It is with a shudder that I recall those eleven days of ceaseless studio-hunting. We dragged ourselves through miles of Quartier Latin streets, and up hundreds of flights of polished waxed stairs, behind puffing concierges in carpet slippers, the puffing changing to grumbling, as, dissatisfied, the concierges followed us down the stairs. The Quartier abounds with placards reading, "Atelier d'Artiste à Louer!" The rentals ranged from two hundred to two thousand francs a year, and the sizes from cigar-boxes to barns. But there was always something lacking. On the eleventh day we found a suitable place on the sixth (top) floor of a quaint old house in a passage off the Rue St.- André-des-Arts. There were overhead and side lights, and from the window a noble view of Paris over the house-tops.
A room of fair size joined the studio, and from its vine-laced window we could look into the houses across the court, and down to the bottom of the court as well. The studio walls were delightfully dirty and low in tone, and were covered with sketches and cartoons in oil and charcoal. The price was eight hundred francs a year, and from the concierge's eloquent catalogue of its charms it seemed a great bargain. The walls settled our fate,—we took the studio.

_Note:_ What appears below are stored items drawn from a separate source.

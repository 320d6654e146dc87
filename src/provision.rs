use crate::cmd::{CommandRunner, CommandSpec};
use crate::config::Config;
use crate::error::DeployResult;
use crate::layout::Layout;
use crate::outcome::Warning;
use crate::stack::Stack;

/// Idempotent host preparation run at the start of every deploy:
/// system packages, service account, the domain skeleton and its
/// ownership.
///
/// Package and account commands are best-effort since the host
/// may already satisfy them. Failing to create the skeleton is
/// fatal.
pub struct EnvironmentPreparer<'a> {
    config: &'a Config,
    layout: &'a Layout,
    runner: &'a dyn CommandRunner,
    stack: &'a dyn Stack,
}

impl<'a> EnvironmentPreparer<'a> {
    #[must_use]
    pub fn new(
        config: &'a Config,
        layout: &'a Layout,
        runner: &'a dyn CommandRunner,
        stack: &'a dyn Stack,
    ) -> Self {
        Self {
            config,
            layout,
            runner,
            stack,
        }
    }

    pub fn prepare(&self) -> DeployResult<Vec<Warning>> {
        let mut warnings = Vec::new();

        if self.config.install_packages {
            self.install_packages(&mut warnings);
        }
        self.ensure_account(&mut warnings);

        self.layout.ensure_skeleton()?;
        tracing::info!(root = %self.layout.root().display(), "directory skeleton ready");

        let owner = format!("{}:{}", self.config.app_user, self.config.app_group);
        for dir in [self.layout.shared_dir(), self.layout.logs_dir()] {
            let chown = CommandSpec::new("chown")
                .args(["-R", owner.as_str()])
                .arg(dir.to_string_lossy());
            self.best_effort("chown", &chown, &mut warnings);
        }

        Ok(warnings)
    }

    fn install_packages(&self, warnings: &mut Vec<Warning>) {
        let update = CommandSpec::new("apt-get")
            .args(["update", "-q"])
            .env("DEBIAN_FRONTEND", "noninteractive")
            .timeout(self.config.step_timeout());
        self.best_effort("apt-get update", &update, warnings);

        let install = CommandSpec::new("apt-get")
            .args(["install", "-y", "-q", "--no-install-recommends"])
            .args(self.stack.packages().iter().copied())
            .env("DEBIAN_FRONTEND", "noninteractive")
            .timeout(self.config.step_timeout());
        self.best_effort("apt-get install", &install, warnings);
    }

    fn ensure_account(&self, warnings: &mut Vec<Warning>) {
        let group = self.config.app_group.as_str();
        let user = self.config.app_user.as_str();

        if !self.succeeds(&CommandSpec::new("getent").args(["group", group])) {
            let add = CommandSpec::new("groupadd").args(["--system", group]);
            self.best_effort("groupadd", &add, warnings);
        }

        if !self.succeeds(&CommandSpec::new("id").args(["-u", user])) {
            let add = CommandSpec::new("useradd").args([
                "--system",
                "--gid",
                group,
                "--no-create-home",
                "--shell",
                "/usr/sbin/nologin",
                user,
            ]);
            self.best_effort("useradd", &add, warnings);
        }
    }

    fn succeeds(&self, spec: &CommandSpec) -> bool {
        self.runner.run(spec).is_ok_and(|out| out.success())
    }

    fn best_effort(&self, label: &str, spec: &CommandSpec, warnings: &mut Vec<Warning>) {
        let reason = match self.runner.run(spec) {
            Ok(out) if out.success() => return,
            Ok(out) => out.reason(),
            Err(e) => e.to_string(),
        };
        tracing::warn!(step = label, %reason, "continuing");
        warnings.push(Warning::best_effort(label, reason));
    }
}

It was one thing to agree on the price and another to settle the details. Our French was ailing, and the concierge's French was—concierges' French. Bishop found that his pet theory that French should be spoken with the hands, head, and shoulders carried weak spots which a concierge could discover; and then, being somewhat mercurial, he began floundering in a mixture of French and English words and French and American gestures, ending in despair with the observation that the concierge was a d——— fool. At the end of an hour we had learned that we must sign an iron-bound, government-stamped contract, agreeing to occupy the studio for not less than one year, to give six months' notice of our leaving, and to pay three months' rental in advance, besides the taxes for one year on all the doors and windows, and ten francs or more to the concierge. This was all finally settled.
As there was no running water in the rooms (such a luxury being unknown here), we had to supply our needs from a clumsy old iron pump in the court, and employ six flights of stairs in the process.
Then the studio had to be furnished, and there came endless battles with the furniture dealers in the neighborhood, who kept their stock replenished from the goods of bankrupt artists and suspended ménages.